Nominated from part-time consulting obscurity and then hastily appointed to the biggest job in the world, head coach of Team India, he was being hoisted onto the shoulders of the players at the Wankhede Stadium on April 2, 2011, as a national hero.
A few short months later he was taking over the reins of his home country, persuaded to try to reproduce the magic, Midas touch. His first assignment was a three-Test series — against India. Cricket, among all sports, is especially good at irony.
More of the same wasn’t lost on Rob Walter, who stepped aside as SA’s white-ball coach to return to New Zealand, the country which had offered him his first big coaching break a decade ago, only to face many of the same SA players he had been working with just a few months ago in his first assignment with the Black Caps.
Yet more irony came in the composition of the Proteas squad with at least seven first-choice players missing, a situation he had become accustomed to in his two years in green and gold.
His successor, Shukri Conrad, boldly declared that all the best players would be compulsorily available for selection under his regime. Not so. And Walter’s new team duly inflicted a whopping 21-run defeat on Conrad’s second-stringers.
The Triangular T20I series now reaching its conclusion in Zimbabwe provides exactly the sort of testing ground for Conrad’s new-look squad as Walter had for a year.
Walter’s team lost games to Ireland and a series to Afghanistan, which upset everyone and they pointed the finger of blame at the coach. The criticism, often unfair and uninformed, contributed to Walter’s decision to leave.
There may have been a hint of jingoistic populism in Conrad’s promise of full-strength teams but there is far more to be gained by playing Lhuan-dre Pretorius and Dewald Brevis in the top order than Aiden Markram and David Miller.

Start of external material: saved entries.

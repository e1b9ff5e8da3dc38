//! Shapes a [`ProjectPlan`] into the rows exporters and tracker sync consume.
//!
//! Nothing here touches the filesystem or the network; callers serialize the
//! returned records however they need.

use chrono::NaiveDate;
use serde::{Deserialize, Serialize};
use std::cmp::Ordering;

use crate::config::DurationMode;
use crate::critical_path::CriticalPathResult;
use crate::error::PlanningError;
use crate::models::{CompiledTask, PlannedTask, PracticalDurationRow, ProjectProfile, RiskRow};
use crate::pipeline::ProjectPlan;

/// One exported task line.
#[derive(Clone, Debug, PartialEq, Serialize, Deserialize)]
pub struct ExportRow {
    pub task_code: String,
    pub task_name: String,
    pub phase_code: String,
    pub planned_start: NaiveDate,
    pub planned_finish: NaiveDate,
    pub duration_mode: DurationMode,
    pub duration_days: f64,
    pub hard_legal_blocker: bool,
    pub legal_basis: String,
    pub actor_role: Option<String>,
    pub competent_authority: Option<String>,
}

impl ExportRow {
    fn new(task: &CompiledTask, planned: &PlannedTask, duration_mode: DurationMode) -> Self {
        Self {
            task_code: task.task_code.clone(),
            task_name: task.task_name.clone(),
            phase_code: task.phase_code.clone(),
            planned_start: planned.planned_start,
            planned_finish: planned.planned_finish,
            duration_mode,
            duration_days: planned.duration_days,
            hard_legal_blocker: task.hard_legal_blocker,
            legal_basis: task.legal_basis.clone(),
            actor_role: task.actor_role.clone(),
            competent_authority: task.competent_authority.clone(),
        }
    }
}

fn planned_entry<'p>(plan: &'p ProjectPlan, task_code: &str) -> Result<&'p PlannedTask, PlanningError> {
    plan.planned_for(task_code)
        .ok_or_else(|| PlanningError::UnknownTask(task_code.to_string()))
}

/// Export rows for every compiled task, sorted by (planned_start, phase_code, task_code).
pub fn export_rows(plan: &ProjectPlan) -> Result<Vec<ExportRow>, PlanningError> {
    let mut rows = plan
        .compiled
        .iter()
        .map(|task| {
            let planned = planned_entry(plan, &task.task_code)?;
            Ok(ExportRow::new(task, planned, plan.duration_mode))
        })
        .collect::<Result<Vec<_>, PlanningError>>()?;

    rows.sort_by(|a, b| {
        a.planned_start
            .cmp(&b.planned_start)
            .then_with(|| a.phase_code.cmp(&b.phase_code))
            .then_with(|| a.task_code.cmp(&b.task_code))
    });
    Ok(rows)
}

/// A serializable snapshot of one planned project.
#[derive(Clone, Debug, PartialEq, Serialize, Deserialize)]
pub struct ProjectSnapshot {
    pub project: ProjectProfile,
    pub matched_rules: Vec<String>,
    pub duration_mode: DurationMode,
    pub tasks: Vec<ExportRow>,
}

impl ProjectSnapshot {
    pub fn from_plan(profile: &ProjectProfile, plan: &ProjectPlan) -> Result<Self, PlanningError> {
        Ok(Self {
            project: profile.clone(),
            matched_rules: plan.matched_rule_ids().to_vec(),
            duration_mode: plan.duration_mode,
            tasks: export_rows(plan)?,
        })
    }

    pub fn to_json(&self) -> serde_json::Result<String> {
        serde_json::to_string_pretty(self)
    }
}

/// Task body pushed to an external work tracker.
#[derive(Clone, Debug, PartialEq, Eq, Serialize, Deserialize)]
pub struct TrackerTaskPayload {
    pub name: String,
    pub description: String,
    /// Epoch milliseconds of the planned start at UTC midnight.
    pub start_date: i64,
    /// Epoch milliseconds of the planned finish at UTC midnight.
    pub due_date: i64,
}

/// Epoch milliseconds of `date` at 00:00 UTC.
pub fn epoch_millis(date: NaiveDate) -> i64 {
    date.and_time(chrono::NaiveTime::MIN)
        .and_utc()
        .timestamp_millis()
}

/// Tracker payloads in compiled-task order.
pub fn tracker_payloads(plan: &ProjectPlan) -> Result<Vec<TrackerTaskPayload>, PlanningError> {
    plan.compiled
        .iter()
        .map(|task| {
            let planned = planned_entry(plan, &task.task_code)?;
            Ok(TrackerTaskPayload {
                name: format!("[{}] {}", task.phase_code, task.task_name),
                description: task.description_md.clone(),
                start_date: epoch_millis(planned.planned_start),
                due_date: epoch_millis(planned.planned_finish),
            })
        })
        .collect()
}

#[derive(Clone, Debug, PartialEq, Eq, Serialize, Deserialize)]
pub struct CriticalPathRow {
    /// 1-based position on the path.
    pub critical_path_order: usize,
    pub task_code: String,
}

pub fn critical_path_rows(result: &CriticalPathResult) -> Vec<CriticalPathRow> {
    result
        .path
        .iter()
        .enumerate()
        .map(|(i, code)| CriticalPathRow {
            critical_path_order: i + 1,
            task_code: code.clone(),
        })
        .collect()
}

/// A practical duration row ranked by its spread.
#[derive(Clone, Debug, PartialEq, Serialize, Deserialize)]
pub struct VarianceBottleneck {
    pub task_code: String,
    pub rule_scope: String,
    pub typical_days: f64,
    pub p90_days: f64,
    /// `p90_days - typical_days`.
    pub variance: f64,
}

fn descending(a: f64, b: f64) -> Ordering {
    b.partial_cmp(&a).unwrap_or(Ordering::Equal)
}

/// The `top_n` practical rows with the widest p90 over typical spread.
///
/// Rows missing either value are left out. Equal spreads keep table order.
pub fn variance_bottlenecks(rows: &[PracticalDurationRow], top_n: usize) -> Vec<VarianceBottleneck> {
    let mut ranked: Vec<VarianceBottleneck> = rows
        .iter()
        .filter_map(|row| {
            let typical = row.typical_days.filter(|v| v.is_finite())?;
            let p90 = row.p90_days.filter(|v| v.is_finite())?;
            Some(VarianceBottleneck {
                task_code: row.task_code.clone(),
                rule_scope: row.rule_scope.clone(),
                typical_days: typical,
                p90_days: p90,
                variance: p90 - typical,
            })
        })
        .collect();
    ranked.sort_by(|a, b| descending(a.variance, b.variance));
    ranked.truncate(top_n);
    ranked
}

#[derive(Clone, Debug, PartialEq, Serialize, Deserialize)]
pub struct RankedRisk {
    #[serde(flatten)]
    pub risk: RiskRow,
    /// probability x impact, 1..=25.
    pub score: u32,
}

/// The `top_n` risks by probability times impact. Equal scores keep table order.
pub fn top_risks(risks: &[RiskRow], top_n: usize) -> Vec<RankedRisk> {
    let mut ranked: Vec<RankedRisk> = risks
        .iter()
        .map(|risk| RankedRisk {
            score: u32::from(risk.probability_1_5) * u32::from(risk.impact_1_5),
            risk: risk.clone(),
        })
        .collect();
    ranked.sort_by(|a, b| b.score.cmp(&a.score));
    ranked.truncate(top_n);
    ranked
}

Same with Kwena Maphaka, Rubin Hermann and Nqaba Peter.
Conrad, just like Walter last year, needs to find the balance between broadening the base of cricketers with international experience and still winning — hence, presumably, his selection of 36-year-old Rassie van der Dussen as captain and the inclusion of 35-year-old Reeza Hendricks.

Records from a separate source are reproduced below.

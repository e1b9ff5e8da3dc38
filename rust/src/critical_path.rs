//! Critical path analysis: the longest node-weighted chain through the task graph.
//!
//! Unlike the scheduler, every edge is a plain zero-lag precedence link here;
//! dependency type and lag are not consulted.

use rustc_hash::FxHashMap;
use serde::{Deserialize, Serialize};
use std::collections::HashMap;
use std::hash::BuildHasher;

use crate::error::PlanningError;
use crate::graph::{TaskGraph, TaskIdx};
use crate::models::DependencyEdge;

/// Result of critical path calculation.
#[derive(Clone, Debug, Default, PartialEq, Serialize, Deserialize)]
pub struct CriticalPathResult {
    /// Task codes on the critical path, first to last.
    pub path: Vec<String>,
    /// Cumulative duration of the path.
    pub total_duration: f64,
    /// Longest cumulative duration of any chain ending at each task.
    pub longest_path_by_task: FxHashMap<String, f64>,
}

impl CriticalPathResult {
    pub fn contains(&self, task_code: &str) -> bool {
        self.path.iter().any(|c| c == task_code)
    }
}

/// Calculate the critical path over `task_codes` and the edges between them.
///
/// Each task weighs its entry in `durations` (0 when missing). The path ends at
/// the task with the largest cumulative duration, the first one in topological
/// order on ties. An empty task list yields an empty path.
///
/// # Returns
/// * `Err(PlanningError::CircularDependency)` if the induced graph has a cycle
pub fn critical_path<T, S>(
    task_codes: &[T],
    edges: &[DependencyEdge],
    durations: &HashMap<String, f64, S>,
) -> Result<CriticalPathResult, PlanningError>
where
    T: AsRef<str>,
    S: BuildHasher,
{
    let graph = TaskGraph::induced(task_codes.iter().map(AsRef::as_ref), edges);
    let order = graph.topological_order()?;
    let index = graph.index();

    let n = graph.len();
    let weight: Vec<f64> = (0..n as TaskIdx)
        .map(|idx| durations.get(index.code(idx)).copied().unwrap_or(0.0))
        .collect();
    let mut dist = weight.clone();
    let mut pred: Vec<Option<TaskIdx>> = vec![None; n];

    for &idx in &order {
        for &(succ, _) in graph.outgoing(idx) {
            let s = succ as usize;
            let candidate = dist[idx as usize] + weight[s];
            if candidate > dist[s] {
                dist[s] = candidate;
                pred[s] = Some(idx);
            }
        }
    }

    let mut end: Option<TaskIdx> = None;
    for &idx in &order {
        if end.map_or(true, |e| dist[idx as usize] > dist[e as usize]) {
            end = Some(idx);
        }
    }

    let mut path = Vec::new();
    let mut cursor = end;
    while let Some(idx) = cursor {
        path.push(index.code(idx).to_string());
        cursor = pred[idx as usize];
    }
    path.reverse();

    let longest_path_by_task = (0..n as TaskIdx)
        .map(|idx| (index.code(idx).to_string(), dist[idx as usize]))
        .collect();

    Ok(CriticalPathResult {
        path,
        total_duration: end.map_or(0.0, |e| dist[e as usize]),
        longest_path_by_task,
    })
}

Van der Dussen is a smart choice as the squad’s elder brother. Smart, experienced and empathetic, he commands natural respect. He is also, unusually for a professional sportsman, largely egoless: “I’m keen to keep contributing but I’m not the sort of guy to keep playing when there’s younger players below me who deserve to be in the team,” he said before the tour.
Two days ago Van der Dussen said the Proteas would now be treating the remaining two games against New Zealand as part of a three-game series in which they are one-nil down. Today’s match is their final league game before Saturday’s final with hosts Zimbabwe already eliminated.
For all the mixing, matching and rotating of the squad, Conrad always has a plan — or plans. It will take time for him to find his feet in the white-ball formats, especially T20, but he decides quickly which players he likes and which are not his “sort” of cricketer.
That was plainly evident in the meticulous way he managed the route to the World Test Championship final. The focus from the outside was on the many excellent selection decisions he made. Had the campaign not been so gloriously successful, more attention may have been paid to some of the players who fell, or were left, by the wayside.
We can watch and ponder what his ODI and T20 strategy may be over the next two months with tours to Australia and England, in both formats, in August and September. But we have already witnessed his plotting for the future with the selection of spinners Senuran Muthusamy and Prenelan Subrayen, both 31, for the second Test against Zimbabwe in Bulawayo. Both have played a lot of cricket and are well above average batters.
SA’s next Test cricket takes place in Pakistan and India in October and November. They should probably make sure their diaries are clear.